Figure 1

Cellular distribution of tetherin. (A) Confocal analysis of HeLa cells showing the distribution of endogenous tetherin, detected with a specific antiserum. Cells that were fixed but not permeablized (left panel) allowed visualization of tetherin at the cell surface, while permeabilized cells revealed tetherin concentrated in a perinuclear compartment that was visible in ~50% of cells. This intracellular pool co-localized with a marker for the TGN (TGN-46), as shown by the PDM analysis in the upper right corner of the merged image, where positive co-localization is pseudocolored in orange. Scale bars represent 10 μM. (B) 293A cells were co-transfected with 10 μg HIV-1-pack and 100 ng of expression plasmids for either untagged tetherin or EGFP-tagged tetherin. Cell lysates were analyzed by Western blotting, using antibodies against GFP and tetherin. (C) Cell lysates and pelleted supernatant fractions (VLPs) from same experiment as (B) were probed for HIV-1 p24 expression.
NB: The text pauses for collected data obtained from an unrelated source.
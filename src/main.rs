use anyhow::Result;
use clap::{Parser, Subcommand};
use tracing_subscriber::{layer::SubscriberExt, util::SubscriberInitExt};

use pgbreaker::cli::commands;
use pgbreaker::config;

#[derive(Parser)]
#[command(name = "pgbreaker")]
#[command(version, about = "PostgreSQL connection pool with a circuit breaker", long_about = None)]
struct Cli {
    #[command(subcommand)]
    command: Commands,

    /// Config file path (YAML); environment variables are used when absent
    #[arg(long, global = true)]
    config: Option<String>,

    /// Log level (error, warn, info, debug, trace)
    #[arg(long, global = true, default_value = "info")]
    log_level: String,
}

#[derive(Subcommand)]
enum Commands {
    /// Initialize a pool and print its status
    Check {
        /// Print statistics as JSON
        #[arg(long)]
        json: bool,
    },

    /// Run SELECT 1 through the pool
    Ping {
        /// Number of pings
        #[arg(long, default_value = "1")]
        count: usize,
    },

    /// Ping on an interval and report status transitions
    Watch {
        /// Delay between pings in milliseconds
        #[arg(long, default_value = "1000")]
        interval_ms: u64,

        /// Stop after this many pings (0 = run until Ctrl-C)
        #[arg(long, default_value = "0")]
        iterations: u64,
    },
}

fn main() -> Result<()> {
    let cli = Cli::parse();

    // Initialize logging
    tracing_subscriber::registry()
        .with(
            tracing_subscriber::EnvFilter::try_from_default_env()
                .unwrap_or_else(|_| cli.log_level.clone().into()),
        )
        .with(tracing_subscriber::fmt::layer().with_writer(std::io::stderr))
        .init();

    // One-shot commands need nothing more than a current_thread runtime
    let runtime = if matches!(cli.command, Commands::Watch { .. }) {
        tokio::runtime::Builder::new_multi_thread()
            .enable_all()
            .build()?
    } else {
        tokio::runtime::Builder::new_current_thread()
            .enable_all()
            .build()?
    };

    runtime.block_on(async_main(cli))
}

async fn async_main(cli: Cli) -> Result<()> {
    let options = config::load_config(cli.config.as_deref())?;

    match cli.command {
        Commands::Check { json } => commands::cmd_check(options, json).await?,
        Commands::Ping { count } => commands::cmd_ping(options, count).await?,
        Commands::Watch {
            interval_ms,
            iterations,
        } => commands::cmd_watch(options, interval_ms, iterations).await?,
    }

    Ok(())
}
Both tetherin constructs inhibited VLP release. (D) HeLa and 293A cells were transfected with either 100 ng or 300 ng of the EGFP-tetherin plasmid. With 300 ng, a punctate pattern of EGFP fluorescence was observed throughout the cells; with 100 ng, the protein could only be detected using an anti-GFP antibody, that revealed an intense surface rim and a fainter PNC in both types of cells. Cells were fixed and permeabilized before staining. Scale bars represent 10 μM. (E) The intracellular concentration of EGFP-tetherin in transiently transfected HeLa cells (100 ng plasmid) was analyzed by confocal microscopy using anti-GFP antibody and specific markers for the TGN (TGN46) and recycling endosomes (endocytosed transferrin). The degree of co-localization was calculated using Pearson's coefficients. Mean +/- SEM is shown for 20 individual cells analyzed.